Neither of us can quite make the technology bring us face to face, or at least screen to screen. So we settle for a good, old-fashioned, pre-lockdown style phone call. I like to imagine him sat in his study in Berkeley, surrounded by books and scribbled-out charts that illustrate the mad unravelling of 21st-century capitalism. This is Reich’s stock-in-trade: the 74-year-old economist, professor and author has served in three presidential administrations under Gerald Ford, Jimmy Carter and Bill Clinton. He also worked on Obama’s economic advisory board. He has examined the murky intersection between politics, money and power first-hand and his assessments are bleak. He has written several bestselling books about capitalism’s descent from a force for progress to a mechanism for gluttony. But Reich is no fusty old academic: his vlogs (at robertreich.org) are passionate and compelling masterclasses in modern politics and economics. It is impossible to watch one without coming away exhilarated, curious and intellectually nourished. His new book, The System: Who Rigged It, How We Fix It, is a characteristically powerful and engaging study of inequality. Yes, he says, it is bad and getting worse. But no, not all hope is lost. If there is a solution to the unjust world we live in, Covid-19 might actually help us find it

The Big Issue: Hasn’t life under lockdown levelled things out for everyone? We’re all in the same boat now, right?

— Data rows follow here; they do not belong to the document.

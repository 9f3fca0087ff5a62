//! Markdown report generation.
//!
//! This module renders the run report as Markdown for people or as JSON
//! for downstream tooling.

use crate::models::{EventHighlight, HeatwaveSummary, HotPixel, Report, ReportMetadata};
use anyhow::Result;
use std::collections::BTreeMap;

/// Generate a complete Markdown report.
pub fn generate_markdown_report(report: &Report) -> String {
    let mut output = String::new();

    output.push_str("# Marine Heatwave Report\n\n");
    output.push_str(&generate_metadata_section(&report.metadata));
    output.push_str(&generate_summary_section(&report.summary, &report.metadata));
    output.push_str(&generate_events_section(&report.summary, &report.metadata.units));
    output.push_str(&generate_hottest_section(&report.hottest_pixels, &report.metadata.units));
    output.push_str(&generate_onsets_section(&report.yearly_onsets));
    output.push_str(&generate_footer());

    output
}

fn format_value(value: f64, precision: usize) -> String {
    if value.is_finite() {
        format!("{:.*}", precision, value)
    } else {
        "n/a".to_string()
    }
}

/// Generate the metadata section.
fn generate_metadata_section(metadata: &ReportMetadata) -> String {
    let mut section = String::new();

    section.push_str("## Metadata\n\n");
    section.push_str(&format!("- **Source:** {}\n", metadata.store));
    section.push_str(&format!("- **Variable:** `{}`\n", metadata.variable));
    section.push_str(&format!("- **Region:** {}\n", metadata.bounds));
    section.push_str(&format!(
        "- **Period:** {} to {} (exclusive)\n",
        metadata.window.start, metadata.window.end
    ));
    section.push_str(&format!(
        "- **Grid:** {} time steps x {} lat x {} lon\n",
        metadata.time_steps, metadata.lat_points, metadata.lon_points
    ));
    if metadata.aggregation != crate::models::TemporalAggregation::None {
        section.push_str(&format!("- **Aggregation:** {}\n", metadata.aggregation));
    }
    section.push_str(&format!(
        "- **Threshold:** {} {} ({:.0}th percentile of anomalies)\n",
        format_value(metadata.threshold, 3),
        metadata.units,
        metadata.percentile * 100.0
    ));
    section.push_str(&format!(
        "- **Minimum Duration:** {} step(s)\n",
        metadata.min_duration
    ));
    section.push_str(&format!("- **Output Store:** `{}`\n", metadata.output_path));
    section.push_str(&format!(
        "- **Analysis Date:** {}\n",
        metadata.analysis_date.format("%Y-%m-%d %H:%M:%S UTC")
    ));
    section.push_str(&format!(
        "- **Analysis Duration:** {:.1}s\n",
        metadata.duration_seconds
    ));
    section.push('\n');

    section
}

/// Generate the summary section.
fn generate_summary_section(summary: &HeatwaveSummary, metadata: &ReportMetadata) -> String {
    let mut section = String::new();

    section.push_str("## Summary\n\n");
    section.push_str("| Metric | Value |\n");
    section.push_str("|:---|---:|\n");
    section.push_str(&format!("| Valid pixels | {} |\n", summary.valid_pixels));
    section.push_str(&format!(
        "| Pixels with heatwaves | {} ({:.1}%) |\n",
        summary.affected_pixels,
        summary.affected_fraction * 100.0
    ));
    section.push_str(&format!("| Heatwave events | {} |\n", summary.total_events));
    section.push_str(&format!(
        "| Events per valid pixel | {:.2} |\n",
        summary.mean_events_per_pixel
    ));
    section.push_str(&format!(
        "| Mean duration | {:.1} steps |\n",
        summary.mean_duration_steps
    ));
    section.push_str(&format!(
        "| Mean trend | {} {} per decade |\n",
        format_value(summary.mean_trend_per_decade, 3),
        metadata.units
    ));
    section.push('\n');

    if summary.valid_pixels == 0 {
        section.push_str("No pixel had enough valid data to fit. Check the region and period.\n\n");
    }

    section
}

fn highlight_row(label: &str, event: &EventHighlight, units: &str) -> String {
    format!(
        "| {} | {:.3} | {:.3} | {} | {} | {:.3} {} |\n",
        label,
        event.lat,
        event.lon,
        event.start.format("%Y-%m-%d"),
        event.duration_steps,
        event.peak_intensity,
        units
    )
}

/// Generate the notable events section.
fn generate_events_section(summary: &HeatwaveSummary, units: &str) -> String {
    if summary.longest_event.is_none() && summary.strongest_event.is_none() {
        return String::new();
    }

    let mut section = String::new();

    section.push_str("## Notable Events\n\n");
    section.push_str("| Event | Lat | Lon | Start | Duration (steps) | Peak Anomaly |\n");
    section.push_str("|:---|---:|---:|:---:|---:|---:|\n");
    if let Some(ref event) = summary.longest_event {
        section.push_str(&highlight_row("Longest", event, units));
    }
    if let Some(ref event) = summary.strongest_event {
        section.push_str(&highlight_row("Strongest", event, units));
    }
    section.push('\n');

    section
}

/// Generate the most-affected pixels section.
fn generate_hottest_section(pixels: &[HotPixel], units: &str) -> String {
    if pixels.is_empty() {
        return String::new();
    }

    let mut section = String::new();

    section.push_str("## Most Affected Pixels\n\n");
    section.push_str("| Lat | Lon | Events | Heatwave Steps | Peak Anomaly |\n");
    section.push_str("|---:|---:|---:|---:|---:|\n");
    for pixel in pixels {
        section.push_str(&format!(
            "| {:.3} | {:.3} | {} | {} | {} {} |\n",
            pixel.lat,
            pixel.lon,
            pixel.event_count,
            pixel.total_steps,
            format_value(pixel.intensity_max, 3),
            units
        ));
    }
    section.push('\n');

    section
}

/// Generate the events-per-year section.
fn generate_onsets_section(onsets: &BTreeMap<i32, usize>) -> String {
    if onsets.is_empty() {
        return String::new();
    }

    let mut section = String::new();

    section.push_str("## Event Onsets by Year\n\n");
    section.push_str("| Year | Events |\n");
    section.push_str("|:---:|---:|\n");
    for (year, count) in onsets {
        section.push_str(&format!("| {} | {} |\n", year, count));
    }
    section.push('\n');

    section
}

/// Generate the report footer.
fn generate_footer() -> String {
    let mut footer = String::new();

    footer.push_str("---\n\n");
    footer.push_str(&format!(
        "*Report generated by sst-heatwaves {}*\n",
        env!("CARGO_PKG_VERSION")
    ));

    footer
}

/// Generate a JSON report.
pub fn generate_json_report(report: &Report) -> Result<String> {
    serde_json::to_string_pretty(report).map_err(Into::into)
}

#[cfg(test)]
mod tests {
    use super::*;
    use crate::models::{GeoBounds, TemporalAggregation, TimeWindow};
    use chrono::{NaiveDate, TimeZone, Utc};

    fn create_test_metadata() -> ReportMetadata {
        ReportMetadata {
            store: "https://example.com/sst.zarr".to_string(),
            variable: "analysed_sst".to_string(),
            bounds: GeoBounds {
                lat_min: 36.0,
                lat_max: 37.0,
                lon_min: -123.5,
                lon_max: -122.5,
            },
            window: TimeWindow {
                start: NaiveDate::from_ymd_opt(2014, 1, 1).unwrap(),
                end: NaiveDate::from_ymd_opt(2017, 1, 1).unwrap(),
            },
            aggregation: TemporalAggregation::None,
            time_steps: 1096,
            lat_points: 100,
            lon_points: 100,
            units: "degC".to_string(),
            percentile: 0.9,
            threshold: 1.234,
            min_duration: 5,
            output_path: "mhw_output.zarr".to_string(),
            analysis_date: Utc::now(),
            duration_seconds: 12.5,
        }
    }

    fn create_test_report() -> Report {
        let longest = EventHighlight {
            lat: 36.5,
            lon: -123.0,
            start: Utc.with_ymd_and_hms(2015, 8, 1, 9, 0, 0).unwrap(),
            duration_steps: 42,
            peak_intensity: 3.1,
        };

        Report {
            metadata: create_test_metadata(),
            summary: HeatwaveSummary {
                valid_pixels: 9000,
                affected_pixels: 4500,
                affected_fraction: 0.5,
                total_events: 12000,
                mean_events_per_pixel: 1.33,
                mean_duration_steps: 6.2,
                mean_trend_per_decade: 0.31,
                longest_event: Some(longest.clone()),
                strongest_event: Some(longest),
            },
            hottest_pixels: vec![HotPixel {
                lat: 36.5,
                lon: -123.0,
                event_count: 7,
                total_steps: 120,
                intensity_max: 3.1,
            }],
            yearly_onsets: [(2014, 3000), (2015, 7000), (2016, 2000)].into_iter().collect(),
        }
    }

    #[test]
    fn test_generate_markdown_report() {
        let report = create_test_report();
        let markdown = generate_markdown_report(&report);

        assert!(markdown.contains("# Marine Heatwave Report"));
        assert!(markdown.contains("## Metadata"));
        assert!(markdown.contains("## Summary"));
        assert!(markdown.contains("## Notable Events"));
        assert!(markdown.contains("## Most Affected Pixels"));
        assert!(markdown.contains("| 2015 | 7000 |"));
        assert!(markdown.contains("2015-08-01"));
    }

    #[test]
    fn test_generate_metadata_section() {
        let section = generate_metadata_section(&create_test_metadata());

        assert!(section.contains("https://example.com/sst.zarr"));
        assert!(section.contains("`analysed_sst`"));
        assert!(section.contains("1.234 degC (90th percentile"));
        assert!(section.contains("2014-01-01 to 2017-01-01"));
        assert!(!section.contains("Aggregation"));
    }

    #[test]
    fn test_empty_sections_are_omitted() {
        let mut report = create_test_report();
        report.summary = HeatwaveSummary::default();
        report.hottest_pixels.clear();
        report.yearly_onsets.clear();

        let markdown = generate_markdown_report(&report);
        assert!(!markdown.contains("## Notable Events"));
        assert!(!markdown.contains("## Most Affected Pixels"));
        assert!(!markdown.contains("## Event Onsets by Year"));
        assert!(markdown.contains("No pixel had enough valid data"));
    }

    #[test]
    fn test_format_value_handles_nan() {
        assert_eq!(format_value(f64::NAN, 2), "n/a");
        assert_eq!(format_value(1.005, 1), "1.0");
    }

    #[test]
    fn test_generate_json_report() {
        let report = create_test_report();
        let json = generate_json_report(&report).unwrap();

        assert!(json.contains("\"metadata\""));
        assert!(json.contains("\"hottest_pixels\""));
        assert!(json.contains("\"yearly_onsets\""));
        assert!(json.contains("\"2015\": 7000"));
    }
}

Robert Reich: No, the pandemic has not evened things out. It has in fact exacerbated the gap. It is allowing the wealthier to become wealthier and the poor to become that much poorer and more endangered. The wealth of America’s billionaires increased 10 per cent over the first three weeks of March while poverty rates have reached the highest in half a century.

How does that affect our political rights? Even the poor can vote…

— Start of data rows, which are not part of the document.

//! Local Zarr v2 directory store writer.
//!
//! Every array is stored as zlib-compressed little-endian `f8` with NaN as
//! fill value. Edge chunks are padded with NaN to the full chunk shape.
//! `finish` writes the consolidated `.zmetadata` so readers need a single
//! request to discover the whole hierarchy.

use crate::source::codec;
use crate::source::loader::chunks_overlapping;
use crate::source::metadata::{ArrayMetadata, ArrayOrder, CompressorConfig, DataType};
use anyhow::{bail, Context, Result};
use ndarray::{ArrayD, ArrayViewD, IxDyn, Slice};
use serde_json::{json, Map, Value};
use std::fs;
use std::path::{Path, PathBuf};
use tracing::{debug, info};

/// A Zarr v2 group being written to disk.
pub struct OutputStore {
    root: PathBuf,
    compression_level: u32,
    metadata: Map<String, Value>,
}

impl OutputStore {
    /// Create an empty group at `path`, replacing an existing store there.
    ///
    /// A non-empty directory that is not a Zarr group is left alone and
    /// reported as an error.
    pub fn create(path: &Path, compression_level: u32) -> Result<Self> {
        if path.is_file() {
            bail!("Output path {} is a file", path.display());
        }
        if path.is_dir() {
            let is_store = path.join(".zgroup").exists() || path.join(".zmetadata").exists();
            let is_empty = fs::read_dir(path)
                .with_context(|| format!("Failed to read {}", path.display()))?
                .next()
                .is_none();
            if !is_store && !is_empty {
                bail!(
                    "Output path {} exists and is not a Zarr store; refusing to replace it",
                    path.display()
                );
            }
            info!("Replacing existing output store {}", path.display());
            fs::remove_dir_all(path)
                .with_context(|| format!("Failed to remove {}", path.display()))?;
        }
        fs::create_dir_all(path)
            .with_context(|| format!("Failed to create {}", path.display()))?;

        let mut store = Self {
            root: path.to_path_buf(),
            compression_level: compression_level.min(9),
            metadata: Map::new(),
        };
        store.put_document(".zgroup", json!({ "zarr_format": 2 }))?;
        Ok(store)
    }

    fn put_document(&mut self, key: &str, document: Value) -> Result<()> {
        let path = self.root.join(key);
        let text = serde_json::to_string_pretty(&document)?;
        fs::write(&path, text).with_context(|| format!("Failed to write {}", path.display()))?;
        self.metadata.insert(key.to_string(), document);
        Ok(())
    }

    /// Set the group's attributes.
    pub fn set_attributes(&mut self, attrs: Map<String, Value>) -> Result<()> {
        self.put_document(".zattrs", Value::Object(attrs))
    }

    /// Write one array. `dims` names each axis for xarray-style readers.
    pub fn write_array(
        &mut self,
        name: &str,
        dims: &[&str],
        data: ArrayViewD<'_, f64>,
        chunks: &[usize],
        mut attrs: Map<String, Value>,
    ) -> Result<()> {
        let shape = data.shape().to_vec();
        if dims.len() != shape.len() || chunks.len() != shape.len() {
            bail!(
                "Array {} has {} dimensions but {} names and {} chunk sizes",
                name,
                shape.len(),
                dims.len(),
                chunks.len()
            );
        }
        if shape.iter().any(|&n| n == 0) || chunks.iter().any(|&c| c == 0) {
            bail!("Array {} has an empty dimension or chunk", name);
        }

        let dir = self.root.join(name);
        fs::create_dir_all(&dir).with_context(|| format!("Failed to create {}", dir.display()))?;

        let meta = ArrayMetadata {
            zarr_format: 2,
            shape: shape.clone(),
            chunks: chunks.to_vec(),
            dtype: DataType::F64_LE,
            compressor: Some(CompressorConfig::zlib(self.compression_level as i32)),
            fill_value: Value::String("NaN".to_string()),
            order: ArrayOrder::C,
            filters: None,
            dimension_separator: ".".to_string(),
        };
        self.put_document(&format!("{}/.zarray", name), serde_json::to_value(&meta)?)?;

        attrs.insert("_ARRAY_DIMENSIONS".to_string(), json!(dims));
        self.put_document(&format!("{}/.zattrs", name), Value::Object(attrs))?;

        let ranges: Vec<_> = shape.iter().map(|&n| 0..n).collect();
        let grid = chunks_overlapping(&ranges, chunks);
        for coords in &grid {
            let mut block = ArrayD::from_elem(IxDyn(chunks), f64::NAN);
            let src: Vec<_> = coords
                .iter()
                .zip(chunks)
                .zip(&shape)
                .map(|((&c, &size), &len)| c * size..((c + 1) * size).min(len))
                .collect();

            block
                .slice_each_axis_mut(|ax| Slice::from(0..src[ax.axis.index()].len()))
                .assign(&data.slice_each_axis(|ax| Slice::from(src[ax.axis.index()].clone())));

            let values: Vec<f64> = block.iter().copied().collect();
            let compressed =
                codec::compress_zlib(&codec::encode_f64(&values), self.compression_level)?;

            let key = coords
                .iter()
                .map(|c| c.to_string())
                .collect::<Vec<_>>()
                .join(".");
            let path = dir.join(&key);
            fs::write(&path, compressed)
                .with_context(|| format!("Failed to write chunk {}", path.display()))?;
        }

        debug!("Wrote {} ({:?}) in {} chunks", name, shape, grid.len());
        Ok(())
    }

    /// Write the consolidated metadata and close the store.
    pub fn finish(self) -> Result<PathBuf> {
        let consolidated = json!({
            "zarr_consolidated_format": 1,
            "metadata": Value::Object(self.metadata),
        });
        let path = self.root.join(".zmetadata");
        fs::write(&path, serde_json::to_string_pretty(&consolidated)?)
            .with_context(|| format!("Failed to write {}", path.display()))?;
        Ok(self.root)
    }
}

/// Chunk shape: each dimension capped at the matching entry of `caps`.
pub fn chunk_shape(shape: &[usize], caps: &[usize]) -> Vec<usize> {
    shape
        .iter()
        .zip(caps.iter().chain(std::iter::repeat(&usize::MAX)))
        .map(|(&n, &cap)| n.clamp(1, cap.max(1)))
        .collect()
}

Undoubtedly widening inequality is consistent and indeed produces corruption and undermines democracy. More and more wealth and income go to the top, more money flows into politics in ways that make it very difficult for ordinary people to have a say. The poor and working class are formally parts of our democracy but they really don’t have much of a voice in policy decisions any longer.

Isn’t there always going to be an elite running things at the top? They’re the ones with the energy to do it. The rest of us can’t be bothered.

That’s true up to a point but at different times in our history we’ve had either wider or lesser levels on inequality. For example between 1946 and the late ’70s the United States had a large and growing middle class – the people at the very top were relatively small in number and didn’t take home nearly as big a percentage of the nation’s wealth as they do now.

Facebook and Google are getting all the advertising and providing most of the news

What changed?

Starting in 1980 we’ve seen a very different picture. People’s wages have gone almost nowhere if you adjust for purchasing power and inflation. And yet the economy is almost twice as large as it was then. What happened to all the income and wealth? It went to the top. We haven’t seen such a concentration of wealth and incomes at the top since the 1890s, the so-called ‘gilded age’.

How exactly have the rich managed to get richer during the pandemic?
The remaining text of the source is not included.